What Really Goes On Behind the Scenes
Today was one of those “quietly busy” days that somehow disappear into thin air. Nothing dramatic, but a lot of work. I had a meeting to prepare for with very little notice... 24 hours! which meant producing reports in both English and French — and all of this about a building I’ve only actually stepped inside once.
Yes. Once.
And yet I’ve had to write confidently about visitor flow, layout possibilities, and community use as though I’ve been running it there for ages!
What I Had to Prepare
For today’s meeting, I had to pull together:
- A full bilingual project report
- Visitor estimates and reasoning behind them
- Notes on community and educational value
- Costs, logistics, and practical requirements
- A summary of what The Longest Yarn® brings to Carentan
- Background on how the project operates between France and the UK
Individually, none of this is difficult. But together — and in two languages — it’s quite the exercise
The Slightly Amusing Part
While writing, I did have to laugh at myself.
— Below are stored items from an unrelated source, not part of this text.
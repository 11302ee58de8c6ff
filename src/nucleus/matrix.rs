use std::fmt;
use std::fmt::Display;
use std::fs::File;
use std::io::Read;

use flate2::read::GzDecoder;
use indexmap::IndexMap;

use flexstr::{SharedStr as FlexStr, ToSharedStr};

use crate::types::{ConditionName, DfKey, ReplicateColumn};

#[derive(Serialize, Deserialize, Debug, Clone, PartialEq, Eq)]
pub enum MatrixError {
    // the backing object or file couldn't be read
    SourceUnavailable { source: FlexStr, detail: FlexStr },
    // the row/column structure is not rectangular, the index column is
    // missing, or an addressed row/column doesn't exist
    MalformedMatrix { detail: FlexStr },
}

impl Display for MatrixError {
    fn fmt(&self, f: &mut fmt::Formatter<'_>) -> fmt::Result {
        match self {
            MatrixError::SourceUnavailable { source, detail } =>
                write!(f, "matrix source unavailable: {}: {}", source, detail),
            MatrixError::MalformedMatrix { detail } =>
                write!(f, "malformed matrix: {}", detail),
        }
    }
}

impl std::error::Error for MatrixError {}

fn source_unavailable(source: &str, detail: impl Display) -> MatrixError {
    MatrixError::SourceUnavailable {
        source: source.to_shared_str(),
        detail: detail.to_string().to_shared_str(),
    }
}

fn malformed(detail: impl Display) -> MatrixError {
    MatrixError::MalformedMatrix {
        detail: detail.to_string().to_shared_str(),
    }
}

/// In-memory gene-by-condition numeric table.  Rows are keyed by df_key,
/// columns by fully-qualified replicate names; values are row-major.
#[derive(Debug, Clone)]
pub struct ExpressionMatrix {
    row_index: IndexMap<DfKey, usize>,
    columns: Vec<ReplicateColumn>,
    values: Vec<Vec<f64>>,
}

/// Mean of a row; NaN for an empty row.
pub fn row_mean(values: &[f64]) -> f64 {
    if values.is_empty() {
        return f64::NAN;
    }
    values.iter().sum::<f64>() / values.len() as f64
}

/// Sample standard deviation (ddof = 1); NaN for fewer than two values.
pub fn row_std(values: &[f64]) -> f64 {
    if values.len() < 2 {
        return f64::NAN;
    }
    let mean = row_mean(values);
    let sum_sq: f64 =
        values.iter().map(|value| (value - mean) * (value - mean)).sum();
    (sum_sq / (values.len() - 1) as f64).sqrt()
}

impl ExpressionMatrix {
    pub fn from_rows(columns: Vec<ReplicateColumn>,
                     rows: Vec<(DfKey, Vec<f64>)>)
        -> Result<ExpressionMatrix, MatrixError>
    {
        let mut row_index = IndexMap::new();
        let mut values = vec![];

        for (df_key, row_values) in rows {
            if row_values.len() != columns.len() {
                return Err(malformed(format!("row {} has {} values, expected {}",
                                             df_key, row_values.len(), columns.len())));
            }
            row_index.insert(df_key, values.len());
            values.push(row_values);
        }

        Ok(ExpressionMatrix {
            row_index,
            columns,
            values,
        })
    }

    pub fn row_count(&self) -> usize {
        self.values.len()
    }

    pub fn column_count(&self) -> usize {
        self.columns.len()
    }

    pub fn columns(&self) -> &[ReplicateColumn] {
        &self.columns
    }

    pub fn row_keys(&self) -> impl Iterator<Item = &DfKey> {
        self.row_index.keys()
    }

    pub fn row(&self, df_key: &DfKey) -> Option<&[f64]> {
        self.row_index.get(df_key)
            .map(|&row_position| self.values[row_position].as_slice())
    }

    pub fn rows_mut(&mut self) -> impl Iterator<Item = &mut Vec<f64>> {
        self.values.iter_mut()
    }

    fn column_positions(&self, wanted: &[ReplicateColumn])
        -> Result<Vec<usize>, MatrixError>
    {
        wanted.iter().map(|column| {
            self.columns.iter().position(|col| col == column)
                .ok_or_else(|| malformed(format!("no such column: {}", column)))
        })
        .collect()
    }

    /// A new matrix with only the given rows, in the given order, and only
    /// the given columns.  A missing row or column is a data error.
    pub fn slice(&self, row_keys: &[DfKey], columns: &[ReplicateColumn])
        -> Result<ExpressionMatrix, MatrixError>
    {
        let column_positions = self.column_positions(columns)?;

        let mut rows = vec![];

        for df_key in row_keys {
            let Some(row_values) = self.row(df_key)
            else {
                return Err(malformed(format!("no such row: {}", df_key)));
            };

            let selected: Vec<f64> =
                column_positions.iter().map(|&pos| row_values[pos]).collect();
            rows.push((df_key.clone(), selected));
        }

        ExpressionMatrix::from_rows(columns.to_vec(), rows)
    }

    /// Collapse replicate columns: each (group name, member columns) entry
    /// becomes one output column holding the row-wise mean of its members.
    pub fn averaged_by_group(&self,
                             groups: &[(ConditionName, Vec<ReplicateColumn>)])
        -> Result<ExpressionMatrix, MatrixError>
    {
        let group_positions: Vec<(ConditionName, Vec<usize>)> =
            groups.iter()
            .map(|(group_name, member_columns)| {
                Ok((group_name.clone(), self.column_positions(member_columns)?))
            })
            .collect::<Result<_, MatrixError>>()?;

        let group_names: Vec<ConditionName> =
            group_positions.iter().map(|(name, _)| name.clone()).collect();

        let rows: Vec<(DfKey, Vec<f64>)> =
            self.row_index.iter()
            .map(|(df_key, &row_position)| {
                let row_values = &self.values[row_position];
                let averaged: Vec<f64> =
                    group_positions.iter()
                    .map(|(_, positions)| {
                        let members: Vec<f64> =
                            positions.iter().map(|&pos| row_values[pos]).collect();
                        row_mean(&members)
                    })
                    .collect();
                (df_key.clone(), averaged)
            })
            .collect();

        ExpressionMatrix::from_rows(group_names, rows)
    }
}

fn parse_value(field: &str) -> Result<f64, MatrixError> {
    let field = field.trim();

    if field.is_empty() || field == "NA" || field == "NaN" {
        return Ok(f64::NAN);
    }

    field.parse().map_err(|_| malformed(format!("not a number: {}", field)))
}

/// Parse tab-separated matrix text: first row is the header, first column is
/// consumed as the row index.
pub fn parse_matrix(text: &str) -> Result<ExpressionMatrix, MatrixError> {
    let mut csv_reader = csv::ReaderBuilder::new()
        .has_headers(true)
        .delimiter(b'\t')
        .flexible(false)
        .from_reader(text.as_bytes());

    let headers = csv_reader.headers()
        .map_err(|err| malformed(err))?
        .clone();

    if headers.len() < 2 {
        return Err(malformed("no condition columns after the index column"));
    }

    let columns: Vec<ReplicateColumn> =
        headers.iter().skip(1).map(|header| header.to_shared_str()).collect();

    let mut rows = vec![];

    for record in csv_reader.records() {
        let record = record.map_err(|err| malformed(err))?;

        let Some(df_key) = record.get(0)
        else {
            return Err(malformed("record with no index value"));
        };

        let row_values: Vec<f64> =
            record.iter().skip(1)
            .map(parse_value)
            .collect::<Result<_, _>>()?;

        rows.push((df_key.to_shared_str(), row_values));
    }

    ExpressionMatrix::from_rows(columns, rows)
}

/// Fetches expression matrices from the opaque byte store: a path under the
/// local data directory, or an "s3://bucket/key" locator resolved against
/// the configured object-store HTTP gateway.
pub struct MatrixLoader {
    data_dir: String,
    object_store_url: Option<String>,
    client: reqwest::Client,
}

impl MatrixLoader {
    pub fn new(data_dir: &str, object_store_url: Option<&str>) -> MatrixLoader {
        MatrixLoader {
            data_dir: data_dir.to_owned(),
            object_store_url: object_store_url.map(|url| url.to_owned()),
            client: reqwest::Client::new(),
        }
    }

    pub async fn load(&self, source_ref: &str) -> Result<ExpressionMatrix, MatrixError> {
        let text =
            if source_ref.to_lowercase().starts_with("s3://") {
                self.fetch_remote(source_ref).await?
            } else {
                self.read_local(source_ref)?
            };

        parse_matrix(&text)
    }

    async fn fetch_remote(&self, source_ref: &str) -> Result<String, MatrixError> {
        let Some(ref gateway) = self.object_store_url
        else {
            return Err(source_unavailable(source_ref, "no object store gateway configured"));
        };

        let Some((bucket, key)) = source_ref[5..].split_once('/')
        else {
            return Err(source_unavailable(source_ref, "locator has no key part"));
        };

        let url = format!("{}/{}/{}", gateway, bucket, key);

        let response = self.client.get(&url).send().await
            .map_err(|err| source_unavailable(source_ref, err))?;

        if !response.status().is_success() {
            return Err(source_unavailable(source_ref,
                                          format!("gateway returned {}", response.status())));
        }

        response.text().await
            .map_err(|err| source_unavailable(source_ref, err))
    }

    fn read_local(&self, source_ref: &str) -> Result<String, MatrixError> {
        let full_path = format!("{}/{}", self.data_dir, source_ref);

        let file = File::open(&full_path)
            .map_err(|err| source_unavailable(source_ref, err))?;

        let mut text = String::new();

        if source_ref.ends_with(".gz") {
            GzDecoder::new(file).read_to_string(&mut text)
                .map_err(|err| source_unavailable(source_ref, err))?;
        } else {
            let mut file = file;
            file.read_to_string(&mut text)
                .map_err(|err| source_unavailable(source_ref, err))?;
        }

        Ok(text)
    }
}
My entire understanding of the building comes from a twenty-minute visit, during which I missed things like:
- Does electricity even exist in here yet?
- And water… is that connected or is it wishful thinking?
- certainly no loos!
Planning a visitor experience while not entirely sure whether the taps work is a unique challenge, to say the least.
Why These Days Still Matter
No drama, no grand gestures — just steady, practical groundwork.
But this is the work that moves things forward. Every translated paragraph, every estimate, every written explanation helps build the foundation for what this space could become.
One Step Closer
So yes, today was all about preparation — slightly puzzling at times, but important. And when the keys finally land in my hand and I walk back into that building for the second time, maybe I might even find a light switch.
One step at a time… but we’re getting there... I do wish it would hurry up though!